Una ola de dolor y rabia sacude al municipio Minas de Matahambre, en Pinar del Río, tras la muerte de Yaniela, una joven madre de dos niños cuya despedida levantó cientos de mensajes en Facebook.
La noticia la dio a conocer la usuaria Isaili Rivero, quien describió “con profundo dolor” la partida y, sobre todo, las condiciones en que se produjo: “duele ver cómo nuestros médicos tienen que dejar morir a sus pacientes… sin siquiera corroborar un diagnóstico por falta de insumos médicos de todo tipo”, escribió.
En el mismo hilo afirmó que, ante la carencia de un carro fúnebre, el cuerpo fue trasladado “en un carro de correos”.
El muro se llenó de pésames, pero también de denuncias.
“¿Dónde está la ‘potencia médica’?”, preguntó un comentarista, resumiendo el sentimiento de muchos: hospitales desabastecidos, higiene deficiente y ausencia de medicamentos y material básico para atender emergencias. La acusación principal no apunta a los profesionales —reconocidos por su esfuerzo— sino a un sistema incapaz de proveer lo mínimo.
“Carecemos de todo”, insistió Rivero, dando voz a lo que, para numerosos cubanos, ya es rutina: llegar al hospital y no encontrar desde jeringuillas hasta reactivos para análisis, ni antibióticos, ni transporte sanitario.

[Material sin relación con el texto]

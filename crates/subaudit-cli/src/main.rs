use std::path::{Path, PathBuf};

use anyhow::{Context, Result};
use clap::{Parser, Subcommand};
use subaudit_core::GradingMode;
use subaudit_reconcile::{default_report_filename, load_whitelist, TeeWriter, Workspace};
use tracing::info;
use tracing_subscriber::EnvFilter;

#[derive(Debug, Parser)]
#[command(name = "subaudit")]
#[command(about = "Audit student submissions against commit history and deadlines")]
struct Cli {
    #[command(subcommand)]
    command: Commands,
}

#[derive(Debug, Subcommand)]
enum Commands {
    /// Import a tab-separated roster export, replacing the record stores.
    ImportRoster { file: PathBuf },
    /// Import a tab-separated team list.
    ImportTeams { file: PathBuf },
    /// Reconcile one or more assignments and print their reports.
    Process {
        #[arg(required = true)]
        codes: Vec<String>,
        /// Override the table's pull setting.
        #[arg(long)]
        pull: Option<bool>,
        #[arg(long)]
        whitelist: Option<PathBuf>,
        /// Report file; defaults to report_<code>_<team|student>.txt.
        #[arg(long, conflicts_with = "no_report")]
        report: Option<PathBuf>,
        #[arg(long, default_value_t = false)]
        no_report: bool,
    },
    /// Print the report for an already processed assignment.
    Report {
        code: String,
        #[arg(long)]
        whitelist: Option<PathBuf>,
        #[arg(long)]
        output: Option<PathBuf>,
    },
}

fn main() -> Result<()> {
    let filter = EnvFilter::try_from_default_env().unwrap_or_else(|_| EnvFilter::new("info"));
    tracing_subscriber::fmt()
        .with_env_filter(filter)
        .with_writer(std::io::stderr)
        .init();

    let cli = Cli::parse();
    let workspace = Workspace::from_env()?;

    match cli.command {
        Commands::ImportRoster { file } => {
            let roster = workspace
                .store()
                .import_roster(&file, workspace.roster_columns())
                .with_context(|| format!("importing roster {}", file.display()))?;
            println!("imported {} students", roster.records.len());
        }
        Commands::ImportTeams { file } => {
            let teams = workspace
                .store()
                .import_teams(&file)
                .with_context(|| format!("importing teams {}", file.display()))?;
            println!(
                "imported {} teams ({} students)",
                teams.members.len(),
                teams.team_of.len()
            );
        }
        Commands::Process {
            codes,
            pull,
            whitelist,
            report,
            no_report,
        } => {
            let mut reconciler = workspace.reconciler()?;
            for code in &codes {
                let job = workspace.job(code, pull, whitelist.as_deref())?;
                let summary = reconciler
                    .process_assignment(&job)
                    .with_context(|| format!("processing assignment {code}"))?;
                println!("{}", serde_json::to_string(&summary)?);

                if no_report {
                    continue;
                }
                let path = report_path(&workspace, report.as_deref(), code, job.mode);
                let built = reconciler.generate_report(&job.alias, job.mode, job.whitelist.as_deref())?;
                write_report(&built, &path)?;
            }
        }
        Commands::Report {
            code,
            whitelist,
            output,
        } => {
            let spec = workspace.table.assignment(&code)?;
            let ids = match whitelist {
                Some(path) => load_whitelist(&path)?,
                None => None,
            };
            let mut reconciler = workspace.reconciler()?;
            let built = reconciler.generate_report(&spec.alias, spec.mode(), ids.as_deref())?;
            let path = report_path(&workspace, output.as_deref(), &code, spec.mode());
            write_report(&built, &path)?;
        }
    }

    Ok(())
}

fn report_path(workspace: &Workspace, explicit: Option<&Path>, code: &str, mode: GradingMode) -> PathBuf {
    match explicit {
        Some(path) => path.to_path_buf(),
        None => workspace.run.root.join(default_report_filename(code, mode)),
    }
}

fn write_report(report: &subaudit_reconcile::Report, path: &Path) -> Result<()> {
    let mut sink = TeeWriter::stdout()
        .with_file(path)
        .with_context(|| format!("creating {}", path.display()))?;
    report
        .write_to(&mut sink)
        .with_context(|| format!("writing {}", path.display()))?;
    info!(path = %path.display(), "report written");
    Ok(())
}
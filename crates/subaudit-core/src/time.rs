//! Timestamp normalization and deadline classification.
//!
//! Every signal is reduced to the zero-padded `YYYY-MM-DDTHH:MM:SS` form in one
//! reference offset, after which chronological order is plain string order.

use std::fmt;

use chrono::{DateTime, FixedOffset, NaiveDateTime};
use thiserror::Error;

use crate::{Status, SubmissionStamp};

const CANONICAL_FORMAT: &str = "%Y-%m-%dT%H:%M:%S";
const SPACED_FORMAT: &str = "%Y-%m-%d %H:%M:%S";
const CANONICAL_LEN: usize = 19;
const COMPACT_LEN: usize = 14;
const GIT_ISO_FORMAT: &str = "%Y-%m-%d %H:%M:%S %z";

#[derive(Debug, Clone, PartialEq, Eq, Error)]
pub enum TimestampError {
    #[error("empty timestamp")]
    Empty,
    #[error("compact platform timestamp {0:?} is shorter than YYYYMMDDHHMMSS")]
    TooShort(String),
    #[error("{0:?} is not a valid calendar time")]
    Calendar(String),
    #[error("{0:?} is not a YYYY-MM-DDTHH:MM:SS timestamp")]
    Format(String),
    #[error("commit time {0:?} does not carry a UTC offset")]
    Offset(String),
    #[error("{0:?} is not a ±HH:MM offset")]
    ReferenceOffset(String),
}

/// A canonical, zero-padded timestamp. Ordering is lexicographic.
#[derive(Debug, Clone, PartialEq, Eq, PartialOrd, Ord, Hash)]
pub struct Timestamp(String);

impl Timestamp {
    /// Strict parse used for deadlines. Accepts `T` or a space between date and time.
    pub fn parse_canonical(raw: &str) -> Result<Self, TimestampError> {
        let trimmed = raw.trim();
        if trimmed.is_empty() {
            return Err(TimestampError::Empty);
        }
        if trimmed.len() != CANONICAL_LEN {
            return Err(TimestampError::Format(trimmed.to_string()));
        }
        NaiveDateTime::parse_from_str(trimmed, CANONICAL_FORMAT)
            .or_else(|_| NaiveDateTime::parse_from_str(trimmed, SPACED_FORMAT))
            .map(Self::from_naive)
            .map_err(|_| TimestampError::Format(trimmed.to_string()))
    }

    /// Lenient constructor for values that are assumed to be normalized already.
    pub fn from_normalized(raw: &str) -> Self {
        Self::parse_canonical(raw).unwrap_or_else(|_| Self(raw.trim().to_string()))
    }

    pub fn from_naive(value: NaiveDateTime) -> Self {
        Self(value.format(CANONICAL_FORMAT).to_string())
    }

    pub fn as_str(&self) -> &str {
        &self.0
    }
}

impl fmt::Display for Timestamp {
    fn fmt(&self, f: &mut fmt::Formatter<'_>) -> fmt::Result {
        f.write_str(&self.0)
    }
}

/// Normalize a platform-native `YYYYMMDDHHMMSSfff` value by slicing fixed-width fields.
///
/// Non-numeric input is taken to be normalized already, so applying this twice
/// is a no-op.
pub fn normalize_platform_timestamp(raw: &str) -> Result<Timestamp, TimestampError> {
    let trimmed = raw.trim();
    if trimmed.is_empty() {
        return Err(TimestampError::Empty);
    }
    if !trimmed.bytes().all(|b| b.is_ascii_digit()) {
        return Ok(Timestamp::from_normalized(trimmed));
    }
    if trimmed.len() < COMPACT_LEN {
        return Err(TimestampError::TooShort(trimmed.to_string()));
    }

    let d = &trimmed[..COMPACT_LEN];
    let sliced = format!(
        "{}-{}-{}T{}:{}:{}",
        &d[0..4],
        &d[4..6],
        &d[6..8],
        &d[8..10],
        &d[10..12],
        &d[12..14]
    );
    Timestamp::parse_canonical(&sliced).map_err(|_| TimestampError::Calendar(trimmed.to_string()))
}

/// Parse a commit time carrying its own offset and shift it into `reference`.
///
/// Accepts git's strict ISO form (`2018-09-01T20:00:00-04:00`) and its looser
/// `2018-09-01 20:00:00 -0400` form. Trailing `/path` noise and shell quoting
/// are stripped first.
pub fn parse_vcs_timestamp(
    raw: &str,
    reference: FixedOffset,
) -> Result<Timestamp, TimestampError> {
    let first_line = raw.lines().next().unwrap_or_default();
    let cleaned = first_line
        .split('/')
        .next()
        .unwrap_or_default()
        .trim()
        .trim_matches(|c| c == '\'' || c == '"');
    if cleaned.is_empty() {
        return Err(TimestampError::Empty);
    }

    let committed = DateTime::parse_from_rfc3339(cleaned)
        .or_else(|_| DateTime::parse_from_str(cleaned, GIT_ISO_FORMAT))
        .map_err(|_| TimestampError::Offset(cleaned.to_string()))?;
    Ok(Timestamp::from_naive(
        committed.with_timezone(&reference).naive_local(),
    ))
}

/// Parse `±HH:MM` (or `Z`) into a fixed offset.
pub fn parse_reference_offset(raw: &str) -> Result<FixedOffset, TimestampError> {
    let trimmed = raw.trim();
    let err = || TimestampError::ReferenceOffset(trimmed.to_string());
    if trimmed.eq_ignore_ascii_case("z") {
        return FixedOffset::east_opt(0).ok_or_else(err);
    }

    let (sign, rest) = match trimmed.as_bytes().first() {
        Some(b'+') => (1, &trimmed[1..]),
        Some(b'-') => (-1, &trimmed[1..]),
        _ => return Err(err()),
    };
    let (hours, minutes) = rest.split_once(':').ok_or_else(err)?;
    if hours.len() != 2 || minutes.len() != 2 {
        return Err(err());
    }
    let hours: i32 = hours.parse().map_err(|_| err())?;
    let minutes: i32 = minutes.parse().map_err(|_| err())?;
    if minutes >= 60 {
        return Err(err());
    }
    FixedOffset::east_opt(sign * (hours * 3600 + minutes * 60)).ok_or_else(err)
}

/// Submission side: on or before the deadline is on time.
pub fn classify_submission(stamp: &SubmissionStamp, deadline: &Timestamp) -> Status {
    match stamp {
        SubmissionStamp::At(ts) if ts <= deadline => Status::Ok,
        SubmissionStamp::At(_) => Status::Late,
        SubmissionStamp::FlaggedOnTime => Status::Ok,
        SubmissionStamp::FlaggedLate => Status::Late,
        SubmissionStamp::Missing => Status::Missing,
    }
}

/// VCS side: only strictly before the deadline is on time.
pub fn classify_vcs(committed: &Timestamp, deadline: &Timestamp) -> Status {
    if committed < deadline {
        Status::Ok
    } else {
        Status::Late
    }
}

#[cfg(test)]
mod tests {
    use super::*;

    fn ts(raw: &str) -> Timestamp {
        Timestamp::parse_canonical(raw).unwrap()
    }

    fn utc() -> FixedOffset {
        FixedOffset::east_opt(0).unwrap()
    }

    #[test]
    fn compact_platform_time_is_sliced_into_canonical_form() {
        let normalized = normalize_platform_timestamp("20171006031150569").unwrap();
        assert_eq!(normalized.as_str(), "2017-10-06T03:11:50");
    }

    #[test]
    fn normalizing_twice_is_a_no_op() {
        for raw in ["20171006031150569", "20180902000000", "2018-09-02T00:00:00\n"] {
            let once = normalize_platform_timestamp(raw).unwrap();
            let twice = normalize_platform_timestamp(once.as_str()).unwrap();
            assert_eq!(once, twice, "input {raw:?}");
        }
    }

    #[test]
    fn malformed_compact_values_are_rejected() {
        assert_eq!(
            normalize_platform_timestamp("2017100603"),
            Err(TimestampError::TooShort("2017100603".into()))
        );
        assert!(matches!(
            normalize_platform_timestamp("20171306031150569"),
            Err(TimestampError::Calendar(_))
        ));
        assert_eq!(normalize_platform_timestamp("  \n"), Err(TimestampError::Empty));
    }

    #[test]
    fn deadlines_accept_either_separator_and_reject_loose_forms() {
        assert_eq!(ts("2018-09-02 00:00:00"), ts("2018-09-02T00:00:00"));
        assert!(Timestamp::parse_canonical("2018-9-2T00:00:00").is_err());
        assert!(Timestamp::parse_canonical("2018-09-02").is_err());
        assert!(Timestamp::parse_canonical("2018-09-02T25:00:00").is_err());
    }

    #[test]
    fn commit_offsets_are_applied_arithmetically() {
        let shifted = parse_vcs_timestamp("2018-09-01T20:00:00-04:00", utc()).unwrap();
        assert_eq!(shifted.as_str(), "2018-09-02T00:00:00");

        let loose = parse_vcs_timestamp("2018-09-02 05:30:00 +0530\n", utc()).unwrap();
        assert_eq!(loose.as_str(), "2018-09-02T00:00:00");

        let eastern = FixedOffset::west_opt(4 * 3600).unwrap();
        let local = parse_vcs_timestamp("'2018-09-02T00:00:00Z'", eastern).unwrap();
        assert_eq!(local.as_str(), "2018-09-01T20:00:00");
    }

    #[test]
    fn commit_times_without_offset_are_rejected() {
        assert!(matches!(
            parse_vcs_timestamp("2018-09-02T00:00:00", utc()),
            Err(TimestampError::Offset(_))
        ));
        assert_eq!(parse_vcs_timestamp("", utc()), Err(TimestampError::Empty));
    }

    #[test]
    fn reference_offsets_parse() {
        assert_eq!(parse_reference_offset("+00:00").unwrap(), utc());
        assert_eq!(
            parse_reference_offset("-04:00").unwrap(),
            FixedOffset::west_opt(4 * 3600).unwrap()
        );
        assert!(parse_reference_offset("0400").is_err());
        assert!(parse_reference_offset("+04:75").is_err());
    }

    #[test]
    fn boundary_rules_differ_between_submission_and_commit_sides() {
        let deadline = ts("2018-09-02T00:00:00");
        let submitted = normalize_platform_timestamp("20180902000000000").unwrap();
        let committed = parse_vcs_timestamp("2018-09-02T00:00:00+00:00", utc()).unwrap();
        assert_eq!(submitted, deadline);
        assert_eq!(committed, deadline);

        assert_eq!(
            classify_submission(&SubmissionStamp::At(submitted), &deadline),
            Status::Ok
        );
        assert_eq!(classify_vcs(&committed, &deadline), Status::Late);
    }

    #[test]
    fn flagged_and_missing_submissions_classify_without_a_timestamp() {
        let deadline = ts("2018-09-02T00:00:00");
        assert_eq!(
            classify_submission(&SubmissionStamp::FlaggedOnTime, &deadline),
            Status::Ok
        );
        assert_eq!(
            classify_submission(&SubmissionStamp::FlaggedLate, &deadline),
            Status::Late
        );
        assert_eq!(
            classify_submission(&SubmissionStamp::Missing, &deadline),
            Status::Missing
        );
        assert_eq!(
            classify_submission(&SubmissionStamp::At(ts("2018-09-02T00:00:01")), &deadline),
            Status::Late
        );
        assert_eq!(classify_vcs(&ts("2018-09-01T23:59:59"), &deadline), Status::Ok);
    }
}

En medio del torbellino emocional, no existe una versión oficial sobre la causa de muerte. En los comentarios circulan hipótesis de allegados —algunos hablan de dengue, otros de un fallo renal— que evidencian otra carencia: diagnóstico certero y a tiempo. Esa incertidumbre médica no solo hiere a la familia; también imposibilita aprender de cada caso para evitar el siguiente. Cuando el sistema no puede confirmar qué sucedió, toda la comunidad queda atrapada entre rumores, impotencia y miedo.
La historia de Yaniela retrata varios niveles de fragilidad. Primero, la individual: una mujer joven, “llena de vida”, como repiten sus amigos, que deja a dos hijos. Luego, la institucional: un hospital sin recursos para diagnosticar y tratar, sin ambulancias suficientes y, según la denuncia, sin servicios funerarios. Por último, la social: un pueblo que asiste a la normalización de lo intolerable y que solo halla desahogo en redes, en cadenas de oraciones y condolencias.